S&P 500 has dutifully curled down from the red dotted trend line just a hair below the 2040 resistance area. The market is positive pre-US open and may try to bounce from the green shaded short-term support area that it rests at now. Below that, I don’t think that 2000 +/- (‘W’ support) is going to be given up without a fight.
But this week feels a bit heavy and lo and behold, participation is fading the bounce rally (as dumb money follows it). Stockcharts.com: “The Participation Index (PI) measures short-term price trends and tracks the percentage of stocks pushing the upper or lower edge of a short-term price trend envelope.“
SPX weekly shows that Bullish % (shaded area), another way of measuring participation, is rising with the rally in stocks. But this recovery was always going to happen with the bounce. This is the chart we originally used to compare 2015 with 2011. We have since added in-depth weekly views of 2001 and 2008, which are the bearish ‘comps’ per NFTRH 364. 2 out of 3 comps say this is a bearish setup when looking out several weeks to a few months.
Notes
The bounce is maturing and is already in the range for those wanting to be actively bearish (ref. 2020 to 2060 range) to begin scaling in with a 2-3 month horizon. This with consideration of the outside chance SPX bounces as high as 2100, which is the ‘W’ pattern measurement and the fact that 1 out of 3 comps says the resolution could end up bullish.
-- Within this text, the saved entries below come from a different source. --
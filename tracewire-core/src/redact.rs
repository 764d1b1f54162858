use regex::Regex;
use serde_json::Value;

const REDACTED: &str = "[REDACTED]";

/// Scrubs span inputs and metadata before they reach a sink.
///
/// String leaves matching the pattern are replaced with `[REDACTED]`, then cut
/// to at most `max_bytes` on a char boundary. Keys are left alone.
#[derive(Clone, Debug)]
pub struct Redactor {
    pattern: Option<Regex>,
    max_bytes: usize,
}

impl Redactor {
    pub fn new(pattern: Option<Regex>, max_bytes: usize) -> Self {
        Self { pattern, max_bytes }
    }

    pub fn apply(&self, value: Value) -> Value {
        match value {
            Value::String(text) => Value::String(self.scrub(text)),
            Value::Array(items) => {
                Value::Array(items.into_iter().map(|item| self.apply(item)).collect())
            }
            Value::Object(map) => Value::Object(
                map.into_iter()
                    .map(|(key, value)| (key, self.apply(value)))
                    .collect(),
            ),
            other => other,
        }
    }

    fn scrub(&self, text: String) -> String {
        let text = match &self.pattern {
            Some(pattern) => pattern.replace_all(&text, REDACTED).into_owned(),
            None => text,
        };
        truncate(text, self.max_bytes)
    }
}

fn truncate(mut text: String, max_bytes: usize) -> String {
    if text.len() <= max_bytes {
        return text;
    }
    let mut end = max_bytes;
    while !text.is_char_boundary(end) {
        end -= 1;
    }
    text.truncate(end);
    text
}
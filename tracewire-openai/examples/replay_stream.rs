//! Replays a recorded chat-completion stream through a traced endpoint and
//! reports the span with the `tracing` sink.
//!
//! ```text
//! RUST_LOG=info cargo run -p tracewire-openai --example replay_stream
//! ```
use std::convert::Infallible;
use std::sync::Arc;

use serde_json::{json, Value};
use tracewire_core::span::TracingSink;
use tracewire_openai::{
    CallParams, Endpoint, EndpointCapabilities, RawReply, Tracer, TracerConfig,
};
use tracing_subscriber::EnvFilter;

const RECORDED: &str = r#"
{"choices":[{"index":0,"delta":{"role":"assistant"}}]}
{"choices":[{"index":0,"delta":{"content":"Streams "}}]}
{"choices":[{"index":0,"delta":{"content":"are "}}]}
{"choices":[{"index":0,"delta":{"content":"replayed."}}]}
{"choices":[{"index":0,"delta":{"finish_reason":"stop"}}],"usage":{"prompt_tokens":9,"completion_tokens":4,"total_tokens":13}}
"#;

struct Recording(Vec<Value>);

impl EndpointCapabilities for Recording {}

impl Endpoint for Recording {
    type Response = Value;
    type Chunk = Value;
    type Error = Infallible;
    type Stream = std::vec::IntoIter<Result<Value, Infallible>>;

    fn create(&self, _params: CallParams) -> Result<RawReply<Value, Self::Stream>, Infallible> {
        let chunks: Vec<_> = self.0.iter().cloned().map(Ok).collect();
        Ok(RawReply::stream(chunks.into_iter()))
    }
}

fn main() -> Result<(), Box<dyn std::error::Error>> {
    tracing_subscriber::fmt()
        .with_env_filter(EnvFilter::try_from_default_env().unwrap_or_else(|_| "info".into()))
        .with_target(false)
        .init();

    let chunks = RECORDED
        .lines()
        .filter(|line| !line.trim().is_empty())
        .map(serde_json::from_str)
        .collect::<Result<Vec<Value>, _>>()?;

    let tracer = Tracer::new(Arc::new(TracingSink::new()), TracerConfig::from_env()?);
    let completions = tracer.chat_completions(Recording(chunks));

    let params = CallParams::new()
        .with("model", "gpt-4o-mini")
        .with("stream", true)
        .with("messages", json!([{"role": "user", "content": "What happens here?"}]));
    let Some(stream) = completions.create(params)?.into_stream() else {
        return Err("expected a streamed reply".into());
    };

    let mut text = String::new();
    for chunk in stream {
        let chunk = chunk?;
        if let Some(content) = chunk["choices"][0]["delta"]["content"].as_str() {
            text.push_str(content);
        }
    }
    println!("{text}");
    Ok(())
}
What’s more, as we noted at the depths of the August/September hysteria, that kind of extreme sentiment reset may have precluded any real, trade-able bearish activity for an extended period.
Speaking personally, I am not quite ready to short this market and still hold some longs, including the Boston Scientific (BSX) NFTRH+ highlight. The long stance (with heaps of cash) could change at any moment pending new info, but for now short is not my preference. Indeed, just look at what happened to Biotech yesterday when Citron Research (a short seller) put out a negative piece on one company. The market seemed to channel Hillary Clinton and tanked the sector. That does not seem to reflect a strenuously over bullish sentiment situation.
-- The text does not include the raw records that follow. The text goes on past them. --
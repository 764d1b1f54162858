//! The narrow contract between the interceptor and whatever records spans.

mod memory;
mod tracing_sink;

pub use memory::{MemorySink, RecordedSpan};
pub use tracing_sink::TracingSink;

use serde::Serialize;
use serde_json::{Map, Value};

use crate::Metrics;

/// Everything a sink receives when a span opens.
#[derive(Clone, Debug, Default, PartialEq, Serialize)]
pub struct SpanArgs {
    pub name: String,
    pub span_attributes: Map<String, Value>,
    pub input: Value,
    pub metadata: Map<String, Value>,
    /// Additional caller-provided fields (parent ids, tags, ...), passed through untouched.
    #[serde(flatten)]
    pub extra: Map<String, Value>,
}

impl SpanArgs {
    /// Splits a merged argument object into the well-known fields and `extra`.
    pub fn from_object(mut fields: Map<String, Value>) -> Self {
        let name = match fields.remove("name") {
            Some(Value::String(name)) => name,
            Some(other) => other.to_string(),
            None => String::new(),
        };
        let span_attributes = take_object(&mut fields, "span_attributes");
        let metadata = take_object(&mut fields, "metadata");
        let input = fields.remove("input").unwrap_or(Value::Null);
        Self {
            name,
            span_attributes,
            input,
            metadata,
            extra: fields,
        }
    }

    /// The `type` span attribute, e.g. `"llm"`.
    pub fn span_type(&self) -> Option<&str> {
        self.span_attributes.get("type").and_then(Value::as_str)
    }
}

fn take_object(fields: &mut Map<String, Value>, key: &str) -> Map<String, Value> {
    match fields.remove(key) {
        Some(Value::Object(map)) => map,
        _ => Map::new(),
    }
}

/// One `log` call on a span.
#[derive(Clone, Debug, Default, PartialEq, Serialize)]
pub struct SpanLog {
    #[serde(skip_serializing_if = "Option::is_none")]
    pub metrics: Option<Metrics>,
    #[serde(skip_serializing_if = "Option::is_none")]
    pub output: Option<Value>,
}

impl SpanLog {
    pub fn metrics(metrics: Metrics) -> Self {
        Self {
            metrics: Some(metrics),
            output: None,
        }
    }

    pub fn output(output: Value) -> Self {
        Self {
            metrics: None,
            output: Some(output),
        }
    }

    pub fn new(metrics: Metrics, output: Value) -> Self {
        Self {
            metrics: Some(metrics),
            output: Some(output),
        }
    }
}

/// A span opened by a [`SpanSink`].
///
/// Calls happen from `Drop` when a stream is abandoned, so both methods are
/// synchronous and must not panic.
pub trait Span: Send {
    fn log(&mut self, entry: SpanLog);
    fn end(&mut self);
}

pub trait SpanSink: Send + Sync {
    fn start_span(&self, args: SpanArgs) -> Box<dyn Span>;
}

/// Sink that records nothing; used when tracing is disabled.
#[derive(Clone, Copy, Debug, Default)]
pub struct NoopSink;

struct NoopSpan;

impl Span for NoopSpan {
    fn log(&mut self, _entry: SpanLog) {}
    fn end(&mut self) {}
}

impl SpanSink for NoopSink {
    fn start_span(&self, _args: SpanArgs) -> Box<dyn Span> {
        Box::new(NoopSpan)
    }
}

/// Owns an open span and ends it exactly once: on [`SpanGuard::end`] or on drop.
pub struct SpanGuard {
    span: Option<Box<dyn Span>>,
}

impl SpanGuard {
    pub fn new(span: Box<dyn Span>) -> Self {
        Self { span: Some(span) }
    }

    /// Logs on the span; ignored once the span has ended.
    pub fn log(&mut self, entry: SpanLog) {
        if let Some(span) = self.span.as_mut() {
            span.log(entry);
        }
    }

    pub fn end(&mut self) {
        if let Some(mut span) = self.span.take() {
            span.end();
        }
    }

    pub fn is_ended(&self) -> bool {
        self.span.is_none()
    }
}

impl Drop for SpanGuard {
    fn drop(&mut self) {
        self.end();
    }
}
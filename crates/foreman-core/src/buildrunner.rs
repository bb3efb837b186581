//! BuildRunner: the state machine that drives one Build from
//! `CREATED` through worker/lock acquisition, step execution, and
//! teardown. This is the largest component; everything else in this
//! crate exists to be consumed from here.

use std::collections::{BTreeSet, VecDeque};
use std::sync::Arc;

use chrono::Utc;
use foreman_types::{
    AccessMode, Build, BuildId, Builder, BuildRequest, LockAccess, PropertyBag, PropertySource, Results, WorkerId,
};
use tokio::sync::watch;
use tracing::{debug, info, instrument, warn};

use crate::clock::SharedClock;
use crate::datastore::DataStore;
use crate::error::{BuildError, WorkerError};
use crate::lock::LockArbiter;
use crate::step::{StepExecCtx, StepLogs, StepOutcome, StepSpec};
use crate::transport::WorkerConnection;
use crate::worker::{SubstantiateOutcome, WorkerRegistry};
use crate::logpipeline::LogPipeline;

/// A pending request to stop the build. `BuildControl::stop` only ever
/// installs the first one -- later calls are no-ops, matching the
/// idempotent, re-entrant contract stop requests are expected to have.
#[derive(Debug, Clone)]
pub struct StopRequest {
    pub reason: String,
    pub results: Results,
}

/// The cancellation side-channel for one build. Cloned freely; every
/// clone observes the same (at most one) stop request.
#[derive(Clone)]
pub struct BuildControl {
    tx: watch::Sender<Option<StopRequest>>,
}

impl BuildControl {
    pub fn new() -> (Self, watch::Receiver<Option<StopRequest>>) {
        let (tx, rx) = watch::channel(None);
        (Self { tx }, rx)
    }

    /// `stopBuild(reason, results=CANCELLED)`. Idempotent: if a stop is
    /// already pending, this call is ignored.
    pub fn stop(&self, reason: impl Into<String>, results: Results) {
        let reason = reason.into();
        self.tx.send_if_modified(|current| {
            if current.is_none() {
                *current = Some(StopRequest { reason, results });
                true
            } else {
                false
            }
        });
    }
}

impl Default for BuildControl {
    fn default() -> Self {
        Self::new().0
    }
}

/// Everything the runner needs to drive one build, gathered up front so
/// `run` itself reads as the state machine.
pub struct BuildRunnerContext<C: WorkerConnection> {
    pub data: Arc<DataStore>,
    pub logs: Arc<LogPipeline>,
    pub locks: Arc<LockArbiter>,
    pub workers: Arc<WorkerRegistry>,
    pub clock: SharedClock,
    pub builder: Builder,
    pub worker_id: WorkerId,
    pub connection: Arc<C>,
    pub ping_timeout: std::time::Duration,
    pub substantiation_timeout: std::time::Duration,
}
Moving on, the US dollar has refused to break down, which is telling us something. Last week it made a weekly close above support (Sept. low) after a brief break below and there it remains 4 days into the new week. Commodities and Emerging Markets would be vulnerable again if Uncle Buck continues to hold firm.
As we know, the gold sector went up with the USD corrective activity. So now it can continue to go down if USD firms. This negative reaction was logical (for reasons already noted) and the best investment environment in the sector is not going to be when it rises with oil, copper, stock market, etc. We will manage the precious metals somewhat separately because at some point I expect gold to go counter the conventional markets and in the big picture birthing of a new gold sector bull market (pending corrective activity) the USD is not to be feared, while in the smaller pictures it often is. Here again we maintain views on gold-oil, gold-crb, gold-stock market, etc. The latter especially, has been a holdout.
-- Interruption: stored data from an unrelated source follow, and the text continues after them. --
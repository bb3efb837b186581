//! The `Step` abstraction: a value with `{name, flags,
//! run(ctx) -> results}`. There is no class hierarchy here -- a step
//! is a [`StepTemplate`] (static flags, already in `foreman-types`)
//! paired with a [`StepAction`] closure that the build runner invokes
//! once, the same way `clock.rs`'s `Clock::sleep` hands back a boxed
//! future rather than pulling in an async-trait crate.

use std::collections::BTreeMap;
use std::sync::Arc;

use foreman_types::{LogType, PropertyBag, Renderable, Results, StepId, StepTemplate, StepUrl};

use crate::datastore::DataStore;
use crate::error::LogError;
use crate::logpipeline::LogPipeline;
use crate::render::render_args;
use crate::transport::{BoxFuture, WorkerConnection};

/// Handle for a step to create and append to its own logs. Slug
/// collisions within the step are resolved the same way DataStore
/// resolves them for any other caller (`add_log_unique`).
pub struct StepLogs<'a> {
    data: &'a DataStore,
    logs: &'a LogPipeline,
    stepid: StepId,
}

impl<'a> StepLogs<'a> {
    pub fn new(data: &'a DataStore, logs: &'a LogPipeline, stepid: StepId) -> Self {
        Self { data, logs, stepid }
    }

    pub async fn create(&self, name: &str, log_type: LogType) -> StepLogHandle<'a> {
        let log = self
            .data
            .add_log_unique(self.stepid, name.to_string(), name.to_string(), log_type)
            .await;
        self.logs.create_log(log.id, log_type, chrono::Utc::now()).await;
        StepLogHandle {
            data: self.data,
            logs: self.logs,
            logid: log.id,
        }
    }
}

pub struct StepLogHandle<'a> {
    data: &'a DataStore,
    logs: &'a LogPipeline,
    logid: foreman_types::LogId,
}

impl StepLogHandle<'_> {
    pub async fn append(&self, text: &str) -> Result<(u64, u64), LogError> {
        let (_, last) = self.logs.append(self.logid, text).await?;
        self.data.append_log_metadata(self.logid, last).await;
        Ok((0, last))
    }

    pub async fn finish(&self) {
        self.data.finish_log(self.logid).await;
        self.logs.finish_log(self.logid).await;
    }
}

/// Everything a running step is allowed to touch. Borrowed for the
/// duration of one `StepAction::run` call.
pub struct StepExecCtx<'a> {
    pub build_id: foreman_types::BuildId,
    pub properties: &'a PropertyBag,
    pub connection: &'a dyn WorkerConnection,
    pub logs: StepLogs<'a>,
}

/// What a step hands back once it completes.
pub struct StepOutcome {
    pub results: Results,
    pub urls: Vec<StepUrl>,
    /// New steps to run immediately after this one, before the
    /// statically-configured remainder of the build (step insertion).
    pub add_steps_after_current: Vec<StepSpec>,
    /// New steps to run after every other step in the build.
    pub add_steps_after_last: Vec<StepSpec>,
    /// Properties this step contributed, merged into the build's bag
    /// before the next step sees it: properties updated by step k
    /// are visible to step k+1.
    pub properties: PropertyBag,
}

impl std::fmt::Debug for StepOutcome {
    fn fmt(&self, f: &mut std::fmt::Formatter<'_>) -> std::fmt::Result {
        f.debug_struct("StepOutcome")
            .field("results", &self.results)
            .field("urls", &self.urls)
            .field("add_steps_after_current_len", &self.add_steps_after_current.len())
            .field("add_steps_after_last_len", &self.add_steps_after_last.len())
            .finish()
    }
}

impl Default for StepOutcome {
    fn default() -> Self {
        Self {
            results: Results::Success,
            urls: Vec::new(),
            add_steps_after_current: Vec::new(),
            add_steps_after_last: Vec::new(),
            properties: PropertyBag::new(),
        }
    }
}

/// A step's executable behavior. Boxed by hand rather than via
/// `async_trait`, mirroring `clock.rs`'s `Clock::sleep`: this codebase
/// has no precedent for the `async_trait` crate, and a hand-rolled
/// `Pin<Box<dyn Future>>`-returning closure is the established idiom.
pub type StepAction = Arc<dyn for<'a> Fn(&'a StepExecCtx<'a>) -> BoxFuture<'a, StepOutcome> + Send + Sync>;

/// One entry in a build's run queue: the static template (flags,
/// name) plus the closure that executes it.
#[derive(Clone)]
pub struct StepSpec {
    pub template: StepTemplate,
    pub action: StepAction,
}

impl StepSpec {
    pub fn new(template: StepTemplate, action: StepAction) -> Self {
        Self { template, action }
    }
}

static NEXT_COMMAND_ID: std::sync::atomic::AtomicU64 = std::sync::atomic::AtomicU64::new(1);

/// A convenience action for steps whose only job is issuing one
/// worker command (the common case). `command` and `args` are fixed
/// at construction; more elaborate steps implement [`StepAction`]
/// directly as a closure.
pub fn remote_command_step(command: impl Into<String>, args: serde_json::Value) -> StepAction {
    let command = command.into();
    Arc::new(move |ctx: &StepExecCtx<'_>| {
        let command = command.clone();
        let args = args.clone();
        Box::pin(async move {
            let command_id = NEXT_COMMAND_ID.fetch_add(1, std::sync::atomic::Ordering::SeqCst);
            let result = ctx.connection.remote_start_command(command_id, &command, args).await;
            StepOutcome {
                results: result.results,
                urls: result.urls,
                add_steps_after_current: Vec::new(),
                add_steps_after_last: Vec::new(),
                properties: PropertyBag::new(),
            }
        })
    })
}

/// Builds a [`StepAction`] from a template's `command`/`args`: `args`
/// is rendered against the build's live properties once, right before
/// the command is issued, then handed to the worker unchanged.
pub fn templated_command_step(command: impl Into<String>, args: BTreeMap<String, Renderable<serde_json::Value>>) -> StepAction {
    let command = command.into();
    Arc::new(move |ctx: &StepExecCtx<'_>| {
        let command = command.clone();
        let rendered = render_args(&args, ctx.properties);
        Box::pin(async move {
            let command_id = NEXT_COMMAND_ID.fetch_add(1, std::sync::atomic::Ordering::SeqCst);
            let result = ctx.connection.remote_start_command(command_id, &command, rendered).await;
            StepOutcome {
                results: result.results,
                urls: result.urls,
                add_steps_after_current: Vec::new(),
                add_steps_after_last: Vec::new(),
                properties: PropertyBag::new(),
            }
        })
    })
}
USD’s daily chart still has a bearish look to it but considering the longer-term view is and has been bullish (pending possible drop to high 80’s) another weekly close above the September low of 94.20 would make the hold of support even firmer. Here’s the weekly, having completely worked off the over bought conditions of its first hysterical rise from mid-2014 to early 2015. It is not as yet a bullish looking thing, but it has thus far held support, and that is the first step.
Finally, a look at daily gold and silver. To this point, gold seems to be consolidating in a bullish manner while silver looks short-term toppy from the point we first took caution on it. Silver still looks like it can do the ‘normal’ pullback to the low 15’s, where there is support. We continue to operate on a plan that this is a pullback of an ongoing rally in the sector (ref. yesterday’s update on GDX).